Search the entries below for the word "crate" and copy every line where it appears.

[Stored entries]
========

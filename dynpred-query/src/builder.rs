//! Predicate and getter construction.
//!
//! [`PredicateBuilder`] carries a [`FilterConfig`] and turns a path, an
//! operator and a raw value into a [`Predicate`] or a [`Getter`]. The free
//! functions in this module do the same with the default configuration.
//!
//! ```rust,ignore
//! use dynpred_query::{FilterOperator, PredicateBuilder};
//! use dynpred_schema::{FilterConfig, NullPolicy};
//!
//! let builder = PredicateBuilder::with_config(
//!     FilterConfig::default().with_null_policy(NullPolicy::ShortCircuit),
//! );
//! let older = builder.compiled_predicate::<Person>("Age", FilterOperator::GreaterThan, "25")?;
//! let city = builder.getter::<Person>("Address.City")?;
//! ```

use dynpred_schema::{FilterConfig, Record};

use crate::coerce::comparison_value;
use crate::error::{FilterError, FilterResult};
use crate::filter::{FilterOperator, FilterValue};
use crate::getter::{CompiledGetter, Getter};
use crate::path::{PropertyPath, ResolvedAccess, resolve_path};
use crate::predicate::{CompiledPredicate, Predicate};

/// Builds predicates and getters under one configuration.
#[derive(Debug, Clone, Default)]
pub struct PredicateBuilder {
    config: FilterConfig,
}

impl PredicateBuilder {
    /// Create a builder with the default configuration.
    pub fn new() -> Self {
        Self::default()
    }

    /// Create a builder with an explicit configuration.
    pub fn with_config(config: FilterConfig) -> Self {
        Self { config }
    }

    /// Get the configuration.
    pub fn config(&self) -> &FilterConfig {
        &self.config
    }

    /// Resolve `path` against the schema of `T`.
    pub fn resolve<T: Record>(&self, path: &str) -> FilterResult<ResolvedAccess> {
        resolve_path(
            T::schema(),
            PropertyPath::parse(path)?,
            self.config.paths.max_depth,
        )
    }

    /// Wrap a resolved access in a getter.
    pub fn build_getter<T: Record>(&self, access: ResolvedAccess) -> FilterResult<Getter<T>> {
        ensure_root::<T>(&access)?;
        tracing::debug!(
            record = T::schema().name(),
            path = %access.path(),
            leaf = %access.leaf_type(),
            "getter built"
        );
        Ok(Getter::new(access, self.config.evaluation.null_policy))
    }

    /// Check the operator against the leaf type, coerce `value` and build a
    /// predicate.
    pub fn build_predicate<T: Record>(
        &self,
        access: ResolvedAccess,
        op: FilterOperator,
        value: impl Into<FilterValue>,
    ) -> FilterResult<Predicate<T>> {
        ensure_root::<T>(&access)?;
        let value = comparison_value(&access, op, &value.into())?;
        let predicate = Predicate::new(access, op, value, self.config.evaluation.null_policy);
        tracing::debug!(
            record = T::schema().name(),
            predicate = %predicate,
            null_policy = self.config.evaluation.null_policy.as_str(),
            "predicate built"
        );
        Ok(predicate)
    }

    /// Resolve `path` and build a getter.
    pub fn getter<T: Record>(&self, path: &str) -> FilterResult<Getter<T>> {
        let access = self.resolve::<T>(path)?;
        self.build_getter(access)
    }

    /// Resolve `path` and build a compiled getter.
    pub fn compiled_getter<T: Record>(&self, path: &str) -> FilterResult<CompiledGetter<T>> {
        Ok(self.getter::<T>(path)?.compile())
    }

    /// Resolve `path` and build a predicate.
    pub fn predicate<T: Record>(
        &self,
        path: &str,
        op: FilterOperator,
        value: impl Into<FilterValue>,
    ) -> FilterResult<Predicate<T>> {
        let access = self.resolve::<T>(path)?;
        self.build_predicate(access, op, value)
    }

    /// Resolve `path` and build a compiled predicate.
    pub fn compiled_predicate<T: Record>(
        &self,
        path: &str,
        op: FilterOperator,
        value: impl Into<FilterValue>,
    ) -> FilterResult<CompiledPredicate<T>> {
        Ok(self.predicate::<T>(path, op, value)?.compile())
    }
}

fn ensure_root<T: Record>(access: &ResolvedAccess) -> FilterResult<()> {
    if std::ptr::eq(access.root_schema(), T::schema()) {
        Ok(())
    } else {
        Err(FilterError::record_mismatch(T::schema().name()))
    }
}

/// Build a getter with the default configuration.
pub fn getter<T: Record>(path: &str) -> FilterResult<Getter<T>> {
    PredicateBuilder::new().getter(path)
}

/// Build a compiled getter with the default configuration.
pub fn compiled_getter<T: Record>(path: &str) -> FilterResult<CompiledGetter<T>> {
    PredicateBuilder::new().compiled_getter(path)
}

/// Build a predicate with the default configuration.
pub fn predicate<T: Record>(
    path: &str,
    op: FilterOperator,
    value: impl Into<FilterValue>,
) -> FilterResult<Predicate<T>> {
    PredicateBuilder::new().predicate(path, op, value)
}

/// Build a compiled predicate with the default configuration.
pub fn compiled_predicate<T: Record>(
    path: &str,
    op: FilterOperator,
    value: impl Into<FilterValue>,
) -> FilterResult<CompiledPredicate<T>> {
    PredicateBuilder::new().compiled_predicate(path, op, value)
}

========

▸ Task answer
use crate::coerce::comparison_value;
use crate::error::{FilterError, FilterResult};
use crate::filter::{FilterOperator, FilterValue};
use crate::getter::{CompiledGetter, Getter};
use crate::path::{PropertyPath, ResolvedAccess, resolve_path};
use crate::predicate::{CompiledPredicate, Predicate};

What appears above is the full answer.